--- START ---
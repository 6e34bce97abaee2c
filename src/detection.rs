use std::fmt;
use std::path::{Path, PathBuf};
use tokio::fs;
use tracing::debug;

/// Dev-container location of the user's ZMK config.
pub const WORKSPACE_CONFIG_DIR: &str = "/workspaces/zmk/zmk-config/config";

/// Config checked out next to the invocation directory.
pub const LOCAL_CONFIG_DIR: &str = "zmk-config/config";

#[derive(Debug, Clone, Copy, PartialEq, Eq)]
pub enum ConfigSource {
    Workspace,
    Local,
}

impl fmt::Display for ConfigSource {
    fn fmt(&self, f: &mut fmt::Formatter<'_>) -> fmt::Result {
        match self {
            ConfigSource::Workspace => f.write_str("workspace"),
            ConfigSource::Local => f.write_str("local checkout"),
        }
    }
}

/// External config directory chosen for this run, if any.
#[derive(Debug, Clone, Default, PartialEq, Eq)]
pub struct ResolvedConfig {
    location: Option<(ConfigSource, PathBuf)>,
}

impl ResolvedConfig {
    pub fn absent() -> Self {
        Self { location: None }
    }

    pub fn found(source: ConfigSource, dir: PathBuf) -> Self {
        Self {
            location: Some((source, dir)),
        }
    }

    pub fn dir(&self) -> Option<&Path> {
        self.location.as_ref().map(|(_, dir)| dir.as_path())
    }

    pub fn source(&self) -> Option<ConfigSource> {
        self.location.as_ref().map(|(source, _)| *source)
    }

    pub fn is_present(&self) -> bool {
        self.location.is_some()
    }
}

pub struct ConfigResolver {
    cwd: PathBuf,
    candidates: Vec<(ConfigSource, PathBuf)>,
}

impl ConfigResolver {
    /// Resolver over the standard candidates, relative paths anchored at `cwd`.
    pub fn new(cwd: impl Into<PathBuf>) -> Self {
        Self::with_candidates(
            cwd,
            vec![
                (ConfigSource::Workspace, PathBuf::from(WORKSPACE_CONFIG_DIR)),
                (ConfigSource::Local, PathBuf::from(LOCAL_CONFIG_DIR)),
            ],
        )
    }

    /// Candidates are checked in the order given.
    pub fn with_candidates(cwd: impl Into<PathBuf>, candidates: Vec<(ConfigSource, PathBuf)>) -> Self {
        Self {
            cwd: cwd.into(),
            candidates,
        }
    }

    pub async fn resolve(&self) -> ResolvedConfig {
        for (source, candidate) in &self.candidates {
            let path = self.cwd.join(candidate);
            debug!("Checking for ZMK config at {:?}", path);

            if is_dir(&path).await {
                let dir = fs::canonicalize(&path).await.unwrap_or(path);
                println!("Using {} ZMK config: {}", source, dir.display());
                return ResolvedConfig::found(*source, dir);
            }
        }

        println!("No external ZMK config found, building with the defaults in the source tree");
        ResolvedConfig::absent()
    }
}

async fn is_dir(path: &Path) -> bool {
    fs::metadata(path)
        .await
        .map(|metadata| metadata.is_dir())
        .unwrap_or(false)
}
--- END ---
When you write out the listing, keep every line exactly as it is above.

> [Task result]
repository 6e34bce97abaee2c
filename src/detection.rs
use std::fmt;
use std::path::{Path, PathBuf};
use tokio::fs;
use tracing::debug;

/// Dev-container location of the user's ZMK config.
pub const WORKSPACE_CONFIG_DIR: &str = "/workspaces/zmk/zmk-config/config";

/// Config checked out next to the invocation directory.
pub const LOCAL_CONFIG_DIR: &str = "zmk-config/config";

#[derive(Debug, Clone, Copy, PartialEq, Eq)]
pub enum ConfigSource {
    Workspace,
    Local,
}

impl fmt::Display for ConfigSource {
    fn fmt(&self, f: &mut fmt::Formatter<'_>) -> fmt::Result {
        match self {
            ConfigSource::Workspace => f.write_str("workspace"),
            ConfigSource::Local => f.write_str("local checkout"),
        }
    }
}

/// External config directory chosen for this run, if any.
#[derive(Debug, Clone, Default, PartialEq, Eq)]
pub struct ResolvedConfig {
    location: Option<(ConfigSource, PathBuf)>,
}

impl ResolvedConfig {
    pub fn absent() -> Self {
        Self { location: None }
    }

    pub fn found(source: ConfigSource, dir: PathBuf) -> Self {
        Self {
            location: Some((source, dir)),
        }
    }

    pub fn dir(&self) -> Option<&Path> {
        self.location.as_ref().map(|(_, dir)| dir.as_path())
    }

    pub fn source(&self) -> Option<ConfigSource> {
        self.location.as_ref().map(|(source, _)| *source)
    }

    pub fn is_present(&self) -> bool {
        self.location.is_some()
    }
}

pub struct ConfigResolver {
    cwd: PathBuf,
    candidates: Vec<(ConfigSource, PathBuf)>,
}

impl ConfigResolver {
    /// Resolver over the standard candidates, relative paths anchored at `cwd`.
    pub fn new(cwd: impl Into<PathBuf>) -> Self {
        Self::with_candidates(
            cwd,
            vec![
                (ConfigSource::Workspace, PathBuf::from(WORKSPACE_CONFIG_DIR)),
                (ConfigSource::Local, PathBuf::from(LOCAL_CONFIG_DIR)),
            ],
        )
    }

    /// Candidates are checked in the order given.
    pub fn with_candidates(cwd: impl Into<PathBuf>, candidates: Vec<(ConfigSource, PathBuf)>) -> Self {
        Self {
            cwd: cwd.into(),
            candidates,
        }
    }

    pub async fn resolve(&self) -> ResolvedConfig {
        for (source, candidate) in &self.candidates {
            let path = self.cwd.join(candidate);
            debug!("Checking for ZMK config at {:?}", path);

            if is_dir(&path).await {
                let dir = fs::canonicalize(&path).await.unwrap_or(path);
                println!("Using {} ZMK config: {}", source, dir.display());
                return ResolvedConfig::found(*source, dir);
            }
        }

        println!("No external ZMK config found, building with the defaults in the source tree");
        ResolvedConfig::absent()
    }
}

async fn is_dir(path: &Path) -> bool {
    fs::metadata(path)
        .await
        .map(|metadata| metadata.is_dir())
        .unwrap_or(false)
}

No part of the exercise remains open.